Kafka Connect is a framework to stream data into and out of Apache Kafka.
A few major concepts.
- Connectors – the high-level abstraction that coordinates data streaming by managing tasks
- Tasks – the implementation of that how data is copied from Kafka
- Workers – the running processes that execute connectors and tasks
- Converters – the code used to translate data between Connect and the system sending or receiving data
- Transforms – simple logic to alter each message produced by or sent to a connector
- Dead Letter Queue – how Connect handles connector errors
Connectors




Connectors in Kafka Connect define where the data should be copied to and from. A connector instance is a logical job that is responsible for managing the copying of data between Kafka and another system. All of the classes that implement or are used by a connector, are defined in a connector plugin.
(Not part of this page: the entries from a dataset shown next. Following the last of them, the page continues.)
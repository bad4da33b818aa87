//! Audio domain: ambient cue scheduling and music track selection.

use std::collections::HashMap;

use bevy::prelude::*;
use rand::{Rng, SeedableRng};
use rand_chacha::ChaCha8Rng;

use crate::content::{AmbientTuning, MusicTuning};
use crate::core::GameState;

/// Which track list plays on a given screen.
#[derive(Debug, Clone, Copy, PartialEq, Eq, Hash)]
pub enum MusicMood {
    Menu,
    Gameplay,
    GameOver,
    Victory,
}

impl MusicMood {
    pub fn playlist(self, music: &MusicTuning) -> &[String] {
        match self {
            MusicMood::Menu => &music.menu,
            MusicMood::Gameplay => &music.gameplay,
            MusicMood::GameOver => &music.game_over,
            MusicMood::Victory => &music.victory,
        }
    }
}

impl From<&GameState> for MusicMood {
    fn from(state: &GameState) -> Self {
        match state {
            GameState::Boot => MusicMood::Menu,
            GameState::Gameplay => MusicMood::Gameplay,
            GameState::GameOver => MusicMood::GameOver,
            GameState::LevelComplete => MusicMood::Victory,
        }
    }
}

/// Plays a random opener shortly after gameplay starts, then cycles the
/// regular sounds at random intervals until stopped.
#[derive(Resource, Debug)]
pub struct AmbientScheduler {
    rng: ChaCha8Rng,
    first_delay: f32,
    /// (min, max) seconds between sounds after the opener
    pub interval: (f32, f32),
    first_sounds: Vec<String>,
    sounds: Vec<String>,
    active: bool,
    opener_pending: bool,
    next_index: usize,
    remaining: f32,
}

impl AmbientScheduler {
    pub fn new(seed: u64, tuning: &AmbientTuning) -> Self {
        Self {
            rng: ChaCha8Rng::seed_from_u64(seed),
            first_delay: tuning.first_delay,
            interval: tuning.interval,
            first_sounds: tuning.first_sounds.clone(),
            sounds: tuning.sounds.clone(),
            active: false,
            opener_pending: true,
            next_index: 0,
            remaining: 0.0,
        }
    }

    pub fn is_active(&self) -> bool {
        self.active
    }

    /// Seconds until the next sound.
    pub fn remaining(&self) -> f32 {
        self.remaining
    }

    /// Arm the opener. Returns false when there is nothing to play.
    pub fn start(&mut self) -> bool {
        if self.sounds.is_empty() {
            return false;
        }
        self.active = true;
        self.opener_pending = true;
        self.next_index = 0;
        self.remaining = self.first_delay;
        true
    }

    pub fn stop(&mut self) {
        self.active = false;
    }

    pub fn roll_interval(&mut self) -> f32 {
        let (min, max) = self.interval;
        if max > min {
            self.rng.random_range(min..=max)
        } else {
            min
        }
    }

    /// Count down by `dt`. Returns the sound that is due, if any, and schedules the next one.
    pub fn tick(&mut self, dt: f32) -> Option<String> {
        if !self.active {
            return None;
        }
        self.remaining -= dt;
        if self.remaining > 0.0 {
            return None;
        }
        let sound = self.next_sound();
        self.remaining = self.roll_interval();
        sound
    }

    fn next_sound(&mut self) -> Option<String> {
        if self.opener_pending {
            self.opener_pending = false;
            self.next_index = 0;
            if !self.first_sounds.is_empty() {
                let pick = self.rng.random_range(0..self.first_sounds.len());
                return Some(self.first_sounds[pick].clone());
            }
        }

        let sound = self.sounds.get(self.next_index)?.clone();
        self.next_index = (self.next_index + 1) % self.sounds.len();
        Some(sound)
    }
}

/// Picks a random track per mood, never the same one twice in a row.
#[derive(Resource, Debug)]
pub struct MusicDirector {
    rng: ChaCha8Rng,
    last: HashMap<MusicMood, usize>,
}

impl MusicDirector {
    pub fn new(seed: u64) -> Self {
        Self {
            rng: ChaCha8Rng::seed_from_u64(seed),
            last: HashMap::new(),
        }
    }

    pub fn last(&self, mood: MusicMood) -> Option<usize> {
        self.last.get(&mood).copied()
    }

    /// Index into a list of `track_count` tracks for `mood`, or None for an empty list.
    pub fn pick(&mut self, mood: MusicMood, track_count: usize) -> Option<usize> {
        let pick = match (track_count, self.last(mood)) {
            (0, _) => return None,
            (1, _) => 0,
            (n, Some(last)) if last < n => {
                // Draw from the other n - 1 tracks and skip over the last one
                let pick = self.rng.random_range(0..n - 1);
                if pick >= last { pick + 1 } else { pick }
            }
            (n, _) => self.rng.random_range(0..n),
        };
        self.last.insert(mood, pick);
        Some(pick)
    }
}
Both connector instances and connector plugins may be referred to as “connectors”, but it should always be clear from the context in which is being referred to (for example, “install a connector” refers to the plugin, and “check the status of a connector” refers to a connector instance).
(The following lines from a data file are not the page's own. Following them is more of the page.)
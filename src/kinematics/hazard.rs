//! Kinematics domain: inferring hazard contacts from blocked movement.
//!
//! The integrator does not report contacts, so a pass that travelled much
//! less than intended is taken as "something was in the way" and the path is
//! swept again to find out what. This is a heuristic: steep slopes and
//! corners can trip it without a real head-on hit.

use bevy::prelude::*;

use crate::kinematics::{MovementPass, ShapeCaster};

#[derive(Resource, Debug, Clone, Copy)]
pub struct HazardSettings {
    /// A pass covering less than this share of its displacement counts as blocked
    pub blocked_ratio: f32,
    pub min_expected_distance: f32,
    /// Energy removed per hazard hit
    pub damage: f32,
}

impl Default for HazardSettings {
    fn default() -> Self {
        Self {
            blocked_ratio: 0.8,
            min_expected_distance: 0.001,
            damage: 15.0,
        }
    }
}

/// Spacing between hazard hits on one entity.
#[derive(Component, Debug, Clone)]
pub struct HazardCooldown {
    pub cooldown: f32,
    last_damage_at: f32,
}

impl Default for HazardCooldown {
    fn default() -> Self {
        Self::new(2.0)
    }
}

impl HazardCooldown {
    pub fn new(cooldown: f32) -> Self {
        Self {
            cooldown,
            last_damage_at: f32::NEG_INFINITY,
        }
    }

    pub fn is_ready(&self, now: f32) -> bool {
        now - self.last_damage_at >= self.cooldown
    }

    pub fn trigger(&mut self, now: f32) {
        self.last_damage_at = now;
    }

    /// Forget the last hit, as on a fresh spawn.
    pub fn reset(&mut self) {
        self.last_damage_at = f32::NEG_INFINITY;
    }
}

#[derive(Debug, Clone, Copy, PartialEq)]
pub struct HazardHit {
    pub collider: Entity,
    pub damage: f32,
}

/// Check one resolved pass for a hazard hit. At most one hit per call.
pub fn detect_hazard<C, F>(
    pass: &MovementPass,
    caster: &C,
    is_hazard: F,
    cooldown: &mut HazardCooldown,
    settings: &HazardSettings,
    shell_radius: f32,
    now: f32,
) -> Option<HazardHit>
where
    C: ShapeCaster + ?Sized,
    F: Fn(Entity) -> bool,
{
    if !pass.is_blocked(settings.blocked_ratio, settings.min_expected_distance) {
        return None;
    }
    if !cooldown.is_ready(now) {
        return None;
    }

    let direction = Dir2::new(pass.intended).ok()?;
    let reach = pass.intended.length() + shell_radius;
    let hit = caster
        .cast(pass.end, direction, reach)
        .into_iter()
        .find(|hit| is_hazard(hit.collider))?;

    cooldown.trigger(now);
    Some(HazardHit {
        collider: hit.collider,
        damage: settings.damage,
    })
}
We encourage users to leverage existing connectors. However, it is possible to write a new connector plugin from scratch. At a high level, a developer who wishes to write a new connector plugin follows the workflow below. Further information is available in the developer guide.
Tasks



Tasks are the main actor in the data model for Connect. Each connector instance coordinates a set of tasks that actually copy the data. By allowing the connector to break a single job into many tasks, Kafka Connect provides built-in support for parallelism and scalable data copying with very little configuration. These tasks have no state stored within them. Task state is stored in Kafka in special topics config.storage.topic
and status.storage.topic
and managed by the associated connector.
Task Rebalancing
When a connector is first submitted to the cluster, the workers rebalance the full set of connectors in the cluster and their tasks so that each worker has approximately the same amount of work. This same rebalancing procedure is also used when connectors increase or decrease the number of tasks they require.
Workers
Connectors and tasks are logical units of work. Kafka Connect calls these processes workers and has two types of workers: standalone and distributed.
Standalone Workers
Standalone mode is the simplest mode, where a single process is responsible for executing all connectors and tasks.
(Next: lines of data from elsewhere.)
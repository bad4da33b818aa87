//! Gameplay domain: energy, score, pickups, the chase, and the getaway.

mod components;
mod escape;
mod resources;
mod spawn;
mod systems;

use bevy::prelude::*;

pub use components::{Checkpoint, GetawayVehicle, LevelProp, Pickup};
pub use escape::{EscapePhase, EscapeSequence};
pub use resources::{Energy, EnergyStatus, RunnerContacts, Score};

use crate::core::{Difficulty, GameState};
use crate::movement::MovementSet;
use spawn::{init_energy, spawn_props_on_startup};
use systems::{
    advance_escape, apply_difficulty, apply_hazard_damage, check_energy_depleted,
    collect_pickups, detect_capture, drain_energy, handle_game_lost, handle_game_won,
    reach_checkpoints, reach_getaway, respawn_props, restart_run, sense_runner_contacts,
    show_energy_status,
};

pub struct GameplayPlugin;

impl Plugin for GameplayPlugin {
    fn build(&self, app: &mut App) {
        app.init_resource::<Score>()
            .init_resource::<RunnerContacts>()
            .add_systems(Startup, (init_energy, spawn_props_on_startup))
            .add_systems(
                FixedUpdate,
                (
                    sense_runner_contacts,
                    apply_hazard_damage,
                    drain_energy,
                    collect_pickups,
                    reach_checkpoints,
                    reach_getaway,
                    detect_capture,
                    check_energy_depleted,
                    advance_escape,
                )
                    .chain()
                    .after(MovementSet)
                    .run_if(in_state(GameState::Gameplay)),
            )
            .add_systems(
                Update,
                (
                    handle_game_lost,
                    handle_game_won,
                    (restart_run, respawn_props)
                        .chain()
                        .run_if(|state: Res<State<GameState>>| state.get().is_finished()),
                    apply_difficulty.run_if(resource_changed::<Difficulty>),
                    show_energy_status.run_if(resource_exists_and_changed::<Energy>),
                ),
            );
    }
}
Since it is a single process, it requires minimal configuration. Standalone mode is convenient for getting started, during development, and in certain situations where only one process makes sense, such as collecting logs from a host.
Distributed Workers
Distributed mode provides scalability and automatic fault tolerance for Kafka Connect. In distributed mode, you start many worker processes using the same group.id
and they automatically coordinate to schedule execution of connectors and tasks across all available workers. If you add a worker, shut down a worker, or a worker fails unexpectedly, the rest of the workers detect this and automatically coordinate to redistribute connectors and tasks across the updated set of available workers. Note the similarity to consumer group rebalance. Under the covers, connect workers are using consumer groups to coordinate and rebalance.
Converters




Converters are necessary to have a Kafka Connect deployment support a particular data format when writing to or reading from Kafka. Tasks use converters to change the format of data from bytes to a Connect internal data format and vice versa.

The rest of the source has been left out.